— EXERCISE DIRECTIONS —
Below are entries. Pull out all lines containing "enter".

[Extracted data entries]
^^^^^^^^^^^^^^^^

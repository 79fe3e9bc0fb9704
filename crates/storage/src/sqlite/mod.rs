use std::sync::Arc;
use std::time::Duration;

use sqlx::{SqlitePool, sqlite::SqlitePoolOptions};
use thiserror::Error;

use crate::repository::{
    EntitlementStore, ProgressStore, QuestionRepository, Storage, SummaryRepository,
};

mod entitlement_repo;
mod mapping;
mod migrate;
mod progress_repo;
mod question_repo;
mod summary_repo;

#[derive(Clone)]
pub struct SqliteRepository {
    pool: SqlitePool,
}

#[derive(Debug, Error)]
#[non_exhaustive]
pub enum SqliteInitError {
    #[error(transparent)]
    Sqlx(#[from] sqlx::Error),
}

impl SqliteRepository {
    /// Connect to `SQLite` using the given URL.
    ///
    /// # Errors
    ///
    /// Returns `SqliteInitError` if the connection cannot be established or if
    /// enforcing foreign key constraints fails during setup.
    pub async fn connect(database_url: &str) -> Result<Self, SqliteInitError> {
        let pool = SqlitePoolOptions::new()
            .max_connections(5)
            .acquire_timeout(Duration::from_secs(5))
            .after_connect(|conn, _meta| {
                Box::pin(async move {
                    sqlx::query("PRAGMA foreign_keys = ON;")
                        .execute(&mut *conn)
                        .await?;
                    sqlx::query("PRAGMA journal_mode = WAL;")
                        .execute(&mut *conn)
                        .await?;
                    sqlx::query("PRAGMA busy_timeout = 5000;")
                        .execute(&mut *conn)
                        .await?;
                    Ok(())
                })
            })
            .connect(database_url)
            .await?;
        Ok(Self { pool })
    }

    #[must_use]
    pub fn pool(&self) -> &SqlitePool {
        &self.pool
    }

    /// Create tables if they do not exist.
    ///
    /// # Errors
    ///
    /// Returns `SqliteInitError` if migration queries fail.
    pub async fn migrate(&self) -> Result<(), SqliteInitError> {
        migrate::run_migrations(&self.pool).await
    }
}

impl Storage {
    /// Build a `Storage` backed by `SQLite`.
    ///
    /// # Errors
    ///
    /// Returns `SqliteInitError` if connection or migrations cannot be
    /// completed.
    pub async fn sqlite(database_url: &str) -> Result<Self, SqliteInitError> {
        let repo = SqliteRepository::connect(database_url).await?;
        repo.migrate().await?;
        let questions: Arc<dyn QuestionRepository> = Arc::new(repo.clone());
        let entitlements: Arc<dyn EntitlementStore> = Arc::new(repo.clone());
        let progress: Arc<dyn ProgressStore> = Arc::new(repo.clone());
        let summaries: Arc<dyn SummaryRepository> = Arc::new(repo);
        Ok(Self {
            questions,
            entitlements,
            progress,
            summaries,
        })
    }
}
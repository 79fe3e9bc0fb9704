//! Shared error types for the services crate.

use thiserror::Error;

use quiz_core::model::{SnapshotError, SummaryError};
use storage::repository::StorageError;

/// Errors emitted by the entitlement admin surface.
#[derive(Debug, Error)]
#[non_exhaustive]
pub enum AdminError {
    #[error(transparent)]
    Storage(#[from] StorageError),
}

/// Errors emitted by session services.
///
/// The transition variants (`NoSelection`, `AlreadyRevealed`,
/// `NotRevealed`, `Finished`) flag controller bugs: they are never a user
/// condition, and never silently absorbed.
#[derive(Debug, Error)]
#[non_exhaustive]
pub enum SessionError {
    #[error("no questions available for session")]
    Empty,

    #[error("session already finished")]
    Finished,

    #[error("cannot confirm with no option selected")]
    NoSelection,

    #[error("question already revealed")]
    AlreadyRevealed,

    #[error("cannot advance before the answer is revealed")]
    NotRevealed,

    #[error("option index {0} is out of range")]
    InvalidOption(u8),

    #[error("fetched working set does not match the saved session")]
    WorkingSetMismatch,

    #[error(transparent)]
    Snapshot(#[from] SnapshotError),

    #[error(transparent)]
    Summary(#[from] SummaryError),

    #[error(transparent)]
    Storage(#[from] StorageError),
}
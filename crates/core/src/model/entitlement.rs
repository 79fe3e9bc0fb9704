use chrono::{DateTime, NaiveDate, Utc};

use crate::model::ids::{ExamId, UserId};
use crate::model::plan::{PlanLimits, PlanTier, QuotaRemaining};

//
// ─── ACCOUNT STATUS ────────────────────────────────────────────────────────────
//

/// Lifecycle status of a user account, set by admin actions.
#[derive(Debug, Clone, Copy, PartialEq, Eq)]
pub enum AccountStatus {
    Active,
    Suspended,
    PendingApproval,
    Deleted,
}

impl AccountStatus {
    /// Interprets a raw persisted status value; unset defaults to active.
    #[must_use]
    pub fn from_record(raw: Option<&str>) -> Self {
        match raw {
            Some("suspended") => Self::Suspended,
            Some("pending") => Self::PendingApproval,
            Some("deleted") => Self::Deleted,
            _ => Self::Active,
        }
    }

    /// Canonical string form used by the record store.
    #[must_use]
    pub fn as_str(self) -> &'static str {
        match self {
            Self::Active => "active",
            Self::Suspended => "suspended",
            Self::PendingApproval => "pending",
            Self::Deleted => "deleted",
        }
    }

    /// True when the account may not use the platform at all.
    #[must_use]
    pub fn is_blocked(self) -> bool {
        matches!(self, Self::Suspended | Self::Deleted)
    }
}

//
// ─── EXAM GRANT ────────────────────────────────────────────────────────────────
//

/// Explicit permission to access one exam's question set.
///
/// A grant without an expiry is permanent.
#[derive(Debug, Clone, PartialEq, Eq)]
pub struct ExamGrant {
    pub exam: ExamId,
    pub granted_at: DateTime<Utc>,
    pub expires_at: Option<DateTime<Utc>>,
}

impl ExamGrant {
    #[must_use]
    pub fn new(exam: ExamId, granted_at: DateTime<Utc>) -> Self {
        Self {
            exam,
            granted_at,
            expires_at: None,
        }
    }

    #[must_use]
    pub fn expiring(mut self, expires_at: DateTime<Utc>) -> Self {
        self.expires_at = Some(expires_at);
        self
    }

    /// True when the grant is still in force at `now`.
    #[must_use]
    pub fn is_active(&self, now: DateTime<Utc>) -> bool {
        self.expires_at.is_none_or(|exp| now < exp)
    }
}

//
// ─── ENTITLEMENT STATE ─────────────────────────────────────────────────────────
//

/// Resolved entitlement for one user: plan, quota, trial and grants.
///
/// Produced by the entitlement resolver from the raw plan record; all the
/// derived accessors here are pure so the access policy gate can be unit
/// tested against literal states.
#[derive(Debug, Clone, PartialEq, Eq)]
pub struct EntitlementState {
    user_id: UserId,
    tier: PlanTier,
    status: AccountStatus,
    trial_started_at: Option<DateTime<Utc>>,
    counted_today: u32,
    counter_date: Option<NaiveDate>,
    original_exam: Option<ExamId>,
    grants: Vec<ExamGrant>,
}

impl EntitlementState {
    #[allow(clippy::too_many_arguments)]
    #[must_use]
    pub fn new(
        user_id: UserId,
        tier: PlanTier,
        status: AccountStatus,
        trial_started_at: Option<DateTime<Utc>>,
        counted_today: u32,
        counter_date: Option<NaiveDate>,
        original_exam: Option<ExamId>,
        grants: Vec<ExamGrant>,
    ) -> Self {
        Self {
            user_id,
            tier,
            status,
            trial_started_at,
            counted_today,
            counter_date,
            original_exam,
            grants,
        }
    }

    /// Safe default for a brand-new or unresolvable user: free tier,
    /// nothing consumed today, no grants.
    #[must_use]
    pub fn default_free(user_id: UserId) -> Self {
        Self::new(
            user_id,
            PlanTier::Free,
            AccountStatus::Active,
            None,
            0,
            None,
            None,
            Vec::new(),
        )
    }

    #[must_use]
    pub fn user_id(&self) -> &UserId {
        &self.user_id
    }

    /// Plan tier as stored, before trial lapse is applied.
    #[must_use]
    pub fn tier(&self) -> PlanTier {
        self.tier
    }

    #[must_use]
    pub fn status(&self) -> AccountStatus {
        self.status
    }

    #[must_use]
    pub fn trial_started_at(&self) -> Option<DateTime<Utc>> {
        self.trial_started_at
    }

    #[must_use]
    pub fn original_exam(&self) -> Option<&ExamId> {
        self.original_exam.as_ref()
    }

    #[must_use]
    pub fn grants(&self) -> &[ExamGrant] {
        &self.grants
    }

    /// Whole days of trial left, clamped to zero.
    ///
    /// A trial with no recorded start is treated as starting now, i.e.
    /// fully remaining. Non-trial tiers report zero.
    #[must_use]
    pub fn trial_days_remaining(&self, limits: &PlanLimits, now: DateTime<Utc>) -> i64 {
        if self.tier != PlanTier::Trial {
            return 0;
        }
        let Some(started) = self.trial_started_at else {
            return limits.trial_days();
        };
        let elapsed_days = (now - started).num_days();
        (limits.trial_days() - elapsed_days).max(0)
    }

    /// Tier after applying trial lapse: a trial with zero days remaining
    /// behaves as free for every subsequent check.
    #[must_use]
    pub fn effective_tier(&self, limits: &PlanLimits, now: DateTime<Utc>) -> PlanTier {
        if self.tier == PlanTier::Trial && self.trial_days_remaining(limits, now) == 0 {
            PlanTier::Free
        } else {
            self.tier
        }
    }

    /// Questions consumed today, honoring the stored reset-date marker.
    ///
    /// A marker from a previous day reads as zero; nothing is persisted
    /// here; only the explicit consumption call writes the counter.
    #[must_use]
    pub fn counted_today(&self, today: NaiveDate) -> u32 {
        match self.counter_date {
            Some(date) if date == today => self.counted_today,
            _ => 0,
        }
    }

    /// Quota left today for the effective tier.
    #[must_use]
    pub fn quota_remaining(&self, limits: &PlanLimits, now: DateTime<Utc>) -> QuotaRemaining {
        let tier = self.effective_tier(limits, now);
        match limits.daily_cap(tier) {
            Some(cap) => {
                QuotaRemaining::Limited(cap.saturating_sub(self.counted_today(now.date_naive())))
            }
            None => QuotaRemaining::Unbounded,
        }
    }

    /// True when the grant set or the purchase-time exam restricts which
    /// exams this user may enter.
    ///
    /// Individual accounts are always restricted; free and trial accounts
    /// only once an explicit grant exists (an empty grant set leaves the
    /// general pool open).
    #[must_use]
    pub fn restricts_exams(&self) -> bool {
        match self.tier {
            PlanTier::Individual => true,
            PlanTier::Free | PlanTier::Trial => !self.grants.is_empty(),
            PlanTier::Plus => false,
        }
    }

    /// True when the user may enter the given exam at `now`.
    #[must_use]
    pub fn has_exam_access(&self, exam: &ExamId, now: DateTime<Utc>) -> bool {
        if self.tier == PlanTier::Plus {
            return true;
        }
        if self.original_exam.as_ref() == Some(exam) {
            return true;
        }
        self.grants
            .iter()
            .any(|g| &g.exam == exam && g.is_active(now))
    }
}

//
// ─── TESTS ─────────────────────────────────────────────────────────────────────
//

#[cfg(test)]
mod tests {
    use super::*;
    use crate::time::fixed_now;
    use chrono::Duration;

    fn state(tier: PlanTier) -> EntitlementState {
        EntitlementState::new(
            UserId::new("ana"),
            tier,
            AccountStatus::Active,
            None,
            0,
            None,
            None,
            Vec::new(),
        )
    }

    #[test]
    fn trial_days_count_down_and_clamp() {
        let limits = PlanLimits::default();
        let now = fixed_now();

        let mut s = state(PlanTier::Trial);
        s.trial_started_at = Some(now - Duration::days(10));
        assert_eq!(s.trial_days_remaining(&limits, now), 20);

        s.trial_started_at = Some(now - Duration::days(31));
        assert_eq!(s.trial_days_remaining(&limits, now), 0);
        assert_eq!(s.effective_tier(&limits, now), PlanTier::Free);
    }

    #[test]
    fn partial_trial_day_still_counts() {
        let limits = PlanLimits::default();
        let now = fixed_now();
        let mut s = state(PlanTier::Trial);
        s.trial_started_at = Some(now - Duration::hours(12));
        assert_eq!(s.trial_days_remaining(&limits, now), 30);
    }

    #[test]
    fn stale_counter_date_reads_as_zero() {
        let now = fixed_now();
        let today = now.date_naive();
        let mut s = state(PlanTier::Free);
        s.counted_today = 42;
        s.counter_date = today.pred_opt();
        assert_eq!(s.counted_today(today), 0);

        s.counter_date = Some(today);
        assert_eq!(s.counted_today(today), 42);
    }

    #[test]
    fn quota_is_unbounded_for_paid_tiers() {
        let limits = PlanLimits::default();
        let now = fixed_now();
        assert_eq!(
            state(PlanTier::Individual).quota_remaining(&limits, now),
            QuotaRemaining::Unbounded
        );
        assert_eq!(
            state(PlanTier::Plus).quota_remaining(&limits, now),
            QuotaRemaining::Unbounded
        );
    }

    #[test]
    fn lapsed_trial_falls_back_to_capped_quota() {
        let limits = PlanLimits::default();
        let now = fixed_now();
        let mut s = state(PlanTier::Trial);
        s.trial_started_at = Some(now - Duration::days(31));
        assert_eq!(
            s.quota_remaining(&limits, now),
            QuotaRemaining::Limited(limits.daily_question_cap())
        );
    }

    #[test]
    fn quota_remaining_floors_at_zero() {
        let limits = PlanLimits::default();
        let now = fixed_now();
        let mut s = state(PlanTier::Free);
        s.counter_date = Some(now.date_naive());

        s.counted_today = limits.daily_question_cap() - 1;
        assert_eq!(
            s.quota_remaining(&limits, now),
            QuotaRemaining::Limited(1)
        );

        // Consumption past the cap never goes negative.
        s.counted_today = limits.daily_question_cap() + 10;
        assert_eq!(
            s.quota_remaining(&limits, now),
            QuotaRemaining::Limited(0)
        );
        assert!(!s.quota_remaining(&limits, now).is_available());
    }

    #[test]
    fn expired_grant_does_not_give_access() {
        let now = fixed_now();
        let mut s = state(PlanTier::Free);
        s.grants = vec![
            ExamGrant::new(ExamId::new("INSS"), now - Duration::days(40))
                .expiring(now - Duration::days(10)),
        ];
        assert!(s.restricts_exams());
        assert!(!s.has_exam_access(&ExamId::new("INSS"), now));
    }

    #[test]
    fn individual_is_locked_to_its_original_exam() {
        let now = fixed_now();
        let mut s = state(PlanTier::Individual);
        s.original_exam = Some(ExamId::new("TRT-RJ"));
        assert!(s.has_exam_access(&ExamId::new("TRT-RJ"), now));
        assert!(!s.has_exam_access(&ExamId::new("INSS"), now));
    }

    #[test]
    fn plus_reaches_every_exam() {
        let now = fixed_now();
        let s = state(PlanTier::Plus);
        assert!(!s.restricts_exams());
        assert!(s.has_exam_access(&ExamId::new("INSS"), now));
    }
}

^^^^^^^^^^^^^^^^

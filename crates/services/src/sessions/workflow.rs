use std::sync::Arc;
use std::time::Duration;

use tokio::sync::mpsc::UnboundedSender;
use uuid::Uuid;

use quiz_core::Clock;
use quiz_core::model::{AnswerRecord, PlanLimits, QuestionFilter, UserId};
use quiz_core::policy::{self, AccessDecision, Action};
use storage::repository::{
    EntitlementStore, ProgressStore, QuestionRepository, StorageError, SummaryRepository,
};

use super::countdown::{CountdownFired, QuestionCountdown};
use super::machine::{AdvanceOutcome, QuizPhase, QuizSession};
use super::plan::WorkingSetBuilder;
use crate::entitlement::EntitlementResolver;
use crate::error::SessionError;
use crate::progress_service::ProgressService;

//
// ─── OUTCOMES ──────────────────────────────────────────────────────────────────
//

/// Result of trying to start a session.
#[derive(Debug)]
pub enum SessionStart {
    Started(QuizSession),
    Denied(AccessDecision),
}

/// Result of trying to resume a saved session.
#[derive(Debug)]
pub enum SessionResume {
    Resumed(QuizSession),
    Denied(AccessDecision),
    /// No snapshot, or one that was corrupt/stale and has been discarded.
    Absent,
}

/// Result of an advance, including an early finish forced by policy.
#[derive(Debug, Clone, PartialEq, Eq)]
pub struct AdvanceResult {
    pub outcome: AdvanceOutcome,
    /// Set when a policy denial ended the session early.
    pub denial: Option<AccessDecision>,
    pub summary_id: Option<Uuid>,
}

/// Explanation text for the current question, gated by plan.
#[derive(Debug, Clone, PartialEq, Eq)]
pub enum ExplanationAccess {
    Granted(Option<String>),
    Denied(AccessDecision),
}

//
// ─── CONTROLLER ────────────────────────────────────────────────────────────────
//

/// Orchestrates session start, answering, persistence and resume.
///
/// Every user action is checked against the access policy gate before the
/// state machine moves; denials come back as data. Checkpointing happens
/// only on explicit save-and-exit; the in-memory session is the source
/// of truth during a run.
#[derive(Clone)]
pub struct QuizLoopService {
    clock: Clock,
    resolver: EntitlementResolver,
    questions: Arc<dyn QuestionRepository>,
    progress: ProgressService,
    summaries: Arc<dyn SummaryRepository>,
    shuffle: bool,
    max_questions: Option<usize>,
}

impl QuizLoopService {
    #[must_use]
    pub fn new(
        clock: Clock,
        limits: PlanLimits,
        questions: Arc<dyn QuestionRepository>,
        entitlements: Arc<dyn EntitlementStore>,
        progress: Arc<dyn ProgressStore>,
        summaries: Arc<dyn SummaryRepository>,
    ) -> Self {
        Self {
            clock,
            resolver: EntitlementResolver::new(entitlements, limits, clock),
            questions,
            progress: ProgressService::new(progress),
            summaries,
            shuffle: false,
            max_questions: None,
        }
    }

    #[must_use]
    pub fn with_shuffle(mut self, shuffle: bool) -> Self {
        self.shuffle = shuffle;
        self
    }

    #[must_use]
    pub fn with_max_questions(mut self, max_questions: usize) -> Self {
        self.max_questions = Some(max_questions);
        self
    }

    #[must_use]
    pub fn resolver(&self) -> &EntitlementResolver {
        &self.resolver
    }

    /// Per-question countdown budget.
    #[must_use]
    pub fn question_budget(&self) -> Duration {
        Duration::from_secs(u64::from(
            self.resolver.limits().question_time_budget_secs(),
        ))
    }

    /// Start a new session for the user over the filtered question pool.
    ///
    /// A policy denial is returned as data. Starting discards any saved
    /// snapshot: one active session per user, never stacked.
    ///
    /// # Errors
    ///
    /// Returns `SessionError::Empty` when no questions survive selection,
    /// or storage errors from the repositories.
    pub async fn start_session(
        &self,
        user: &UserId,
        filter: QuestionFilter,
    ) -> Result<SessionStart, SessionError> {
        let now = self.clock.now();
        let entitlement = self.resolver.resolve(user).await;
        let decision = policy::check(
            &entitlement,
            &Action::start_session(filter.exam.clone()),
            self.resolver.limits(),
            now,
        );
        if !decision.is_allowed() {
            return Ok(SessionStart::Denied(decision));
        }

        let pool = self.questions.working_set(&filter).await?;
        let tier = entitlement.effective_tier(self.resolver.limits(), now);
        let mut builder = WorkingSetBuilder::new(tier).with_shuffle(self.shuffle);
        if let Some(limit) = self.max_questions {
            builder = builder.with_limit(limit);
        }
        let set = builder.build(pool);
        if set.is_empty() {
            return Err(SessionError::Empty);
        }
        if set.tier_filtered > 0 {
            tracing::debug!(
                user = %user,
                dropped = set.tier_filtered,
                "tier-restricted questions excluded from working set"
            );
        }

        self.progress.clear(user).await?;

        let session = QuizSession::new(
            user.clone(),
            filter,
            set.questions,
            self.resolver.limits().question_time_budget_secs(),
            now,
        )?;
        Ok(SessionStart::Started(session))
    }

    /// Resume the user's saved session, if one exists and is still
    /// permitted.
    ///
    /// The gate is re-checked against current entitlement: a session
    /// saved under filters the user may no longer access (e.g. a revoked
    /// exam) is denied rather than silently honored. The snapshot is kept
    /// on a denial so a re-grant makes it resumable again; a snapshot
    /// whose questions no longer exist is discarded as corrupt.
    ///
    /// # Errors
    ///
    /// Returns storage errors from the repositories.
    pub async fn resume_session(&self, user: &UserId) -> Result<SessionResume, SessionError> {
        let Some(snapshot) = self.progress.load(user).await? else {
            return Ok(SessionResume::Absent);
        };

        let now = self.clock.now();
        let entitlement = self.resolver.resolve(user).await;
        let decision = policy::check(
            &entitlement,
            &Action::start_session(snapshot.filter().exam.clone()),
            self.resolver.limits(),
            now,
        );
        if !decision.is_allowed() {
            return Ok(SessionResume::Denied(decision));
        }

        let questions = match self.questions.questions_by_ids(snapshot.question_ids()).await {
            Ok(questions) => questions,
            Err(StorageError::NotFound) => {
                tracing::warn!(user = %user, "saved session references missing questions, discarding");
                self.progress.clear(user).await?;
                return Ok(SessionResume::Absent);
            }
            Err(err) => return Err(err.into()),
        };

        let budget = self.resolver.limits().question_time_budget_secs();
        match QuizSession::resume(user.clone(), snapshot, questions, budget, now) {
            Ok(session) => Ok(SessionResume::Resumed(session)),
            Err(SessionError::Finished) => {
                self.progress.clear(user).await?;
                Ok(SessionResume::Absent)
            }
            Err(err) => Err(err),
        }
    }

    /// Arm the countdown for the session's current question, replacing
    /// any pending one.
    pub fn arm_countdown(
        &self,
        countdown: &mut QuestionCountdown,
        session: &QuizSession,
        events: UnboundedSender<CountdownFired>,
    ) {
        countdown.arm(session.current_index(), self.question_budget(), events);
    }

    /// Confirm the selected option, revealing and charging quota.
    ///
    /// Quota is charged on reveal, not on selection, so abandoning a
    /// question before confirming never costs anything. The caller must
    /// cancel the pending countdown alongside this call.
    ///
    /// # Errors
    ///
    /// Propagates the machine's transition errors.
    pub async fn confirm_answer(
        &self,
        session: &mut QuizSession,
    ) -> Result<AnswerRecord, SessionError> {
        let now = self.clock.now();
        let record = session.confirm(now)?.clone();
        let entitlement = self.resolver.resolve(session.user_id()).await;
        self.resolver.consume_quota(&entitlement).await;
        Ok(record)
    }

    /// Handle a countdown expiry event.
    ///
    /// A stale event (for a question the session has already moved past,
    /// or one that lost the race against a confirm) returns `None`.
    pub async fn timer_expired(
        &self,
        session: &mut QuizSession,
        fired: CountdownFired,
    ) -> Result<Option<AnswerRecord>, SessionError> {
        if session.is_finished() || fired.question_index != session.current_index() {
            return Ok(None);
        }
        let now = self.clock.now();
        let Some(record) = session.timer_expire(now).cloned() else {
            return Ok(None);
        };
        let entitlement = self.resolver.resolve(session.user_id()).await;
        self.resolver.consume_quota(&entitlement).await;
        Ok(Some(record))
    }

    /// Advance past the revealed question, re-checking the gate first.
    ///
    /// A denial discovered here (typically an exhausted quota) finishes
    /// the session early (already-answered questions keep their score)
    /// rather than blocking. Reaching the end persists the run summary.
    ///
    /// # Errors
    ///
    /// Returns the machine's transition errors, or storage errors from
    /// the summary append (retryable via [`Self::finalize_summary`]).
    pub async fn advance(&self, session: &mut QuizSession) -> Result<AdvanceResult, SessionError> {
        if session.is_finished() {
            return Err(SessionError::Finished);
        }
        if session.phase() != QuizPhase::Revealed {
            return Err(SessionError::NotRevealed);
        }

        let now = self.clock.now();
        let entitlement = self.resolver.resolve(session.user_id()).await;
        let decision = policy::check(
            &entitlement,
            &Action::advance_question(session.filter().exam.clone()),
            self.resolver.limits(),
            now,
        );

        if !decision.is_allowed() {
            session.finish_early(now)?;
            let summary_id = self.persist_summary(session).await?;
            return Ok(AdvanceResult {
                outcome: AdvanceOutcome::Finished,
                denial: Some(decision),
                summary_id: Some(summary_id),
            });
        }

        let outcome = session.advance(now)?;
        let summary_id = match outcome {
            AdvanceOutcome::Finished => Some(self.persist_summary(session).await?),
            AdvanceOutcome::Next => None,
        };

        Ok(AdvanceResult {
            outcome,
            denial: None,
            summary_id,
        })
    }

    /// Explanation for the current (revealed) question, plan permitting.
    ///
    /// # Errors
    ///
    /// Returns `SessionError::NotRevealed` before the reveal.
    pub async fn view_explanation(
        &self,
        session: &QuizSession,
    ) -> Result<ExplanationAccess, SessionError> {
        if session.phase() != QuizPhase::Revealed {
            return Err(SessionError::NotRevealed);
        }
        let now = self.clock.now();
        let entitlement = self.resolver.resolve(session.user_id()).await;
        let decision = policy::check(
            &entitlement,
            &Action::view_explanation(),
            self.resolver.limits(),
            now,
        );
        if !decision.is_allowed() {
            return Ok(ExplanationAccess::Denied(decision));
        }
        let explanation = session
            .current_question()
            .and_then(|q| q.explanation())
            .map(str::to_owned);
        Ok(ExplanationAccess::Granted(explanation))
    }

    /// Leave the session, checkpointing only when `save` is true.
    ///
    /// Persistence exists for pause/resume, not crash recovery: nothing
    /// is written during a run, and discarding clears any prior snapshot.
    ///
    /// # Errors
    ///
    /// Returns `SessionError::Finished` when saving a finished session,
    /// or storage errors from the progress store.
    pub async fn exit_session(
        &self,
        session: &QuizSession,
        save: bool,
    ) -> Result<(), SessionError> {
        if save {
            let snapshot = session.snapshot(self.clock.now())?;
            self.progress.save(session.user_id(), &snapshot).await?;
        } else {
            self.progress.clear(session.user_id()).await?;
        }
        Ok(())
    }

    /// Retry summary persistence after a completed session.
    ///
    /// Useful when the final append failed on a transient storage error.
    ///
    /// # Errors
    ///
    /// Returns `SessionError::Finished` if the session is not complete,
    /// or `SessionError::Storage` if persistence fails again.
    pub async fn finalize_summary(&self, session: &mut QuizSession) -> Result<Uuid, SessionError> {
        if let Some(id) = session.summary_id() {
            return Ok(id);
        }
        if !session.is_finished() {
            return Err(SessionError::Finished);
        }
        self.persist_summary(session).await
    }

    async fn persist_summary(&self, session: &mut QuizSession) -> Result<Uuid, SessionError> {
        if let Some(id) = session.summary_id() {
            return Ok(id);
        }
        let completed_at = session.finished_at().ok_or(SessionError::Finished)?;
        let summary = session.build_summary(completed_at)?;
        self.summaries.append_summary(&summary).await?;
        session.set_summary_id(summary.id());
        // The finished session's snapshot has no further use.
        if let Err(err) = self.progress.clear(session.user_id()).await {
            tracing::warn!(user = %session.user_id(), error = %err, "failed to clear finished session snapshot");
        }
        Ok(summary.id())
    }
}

^^^^^^^^^^^^^^^^

— RESPONSE TO THE EXERCISE —
    /// exams this user may enter.
    /// True when the user may enter the given exam at `now`.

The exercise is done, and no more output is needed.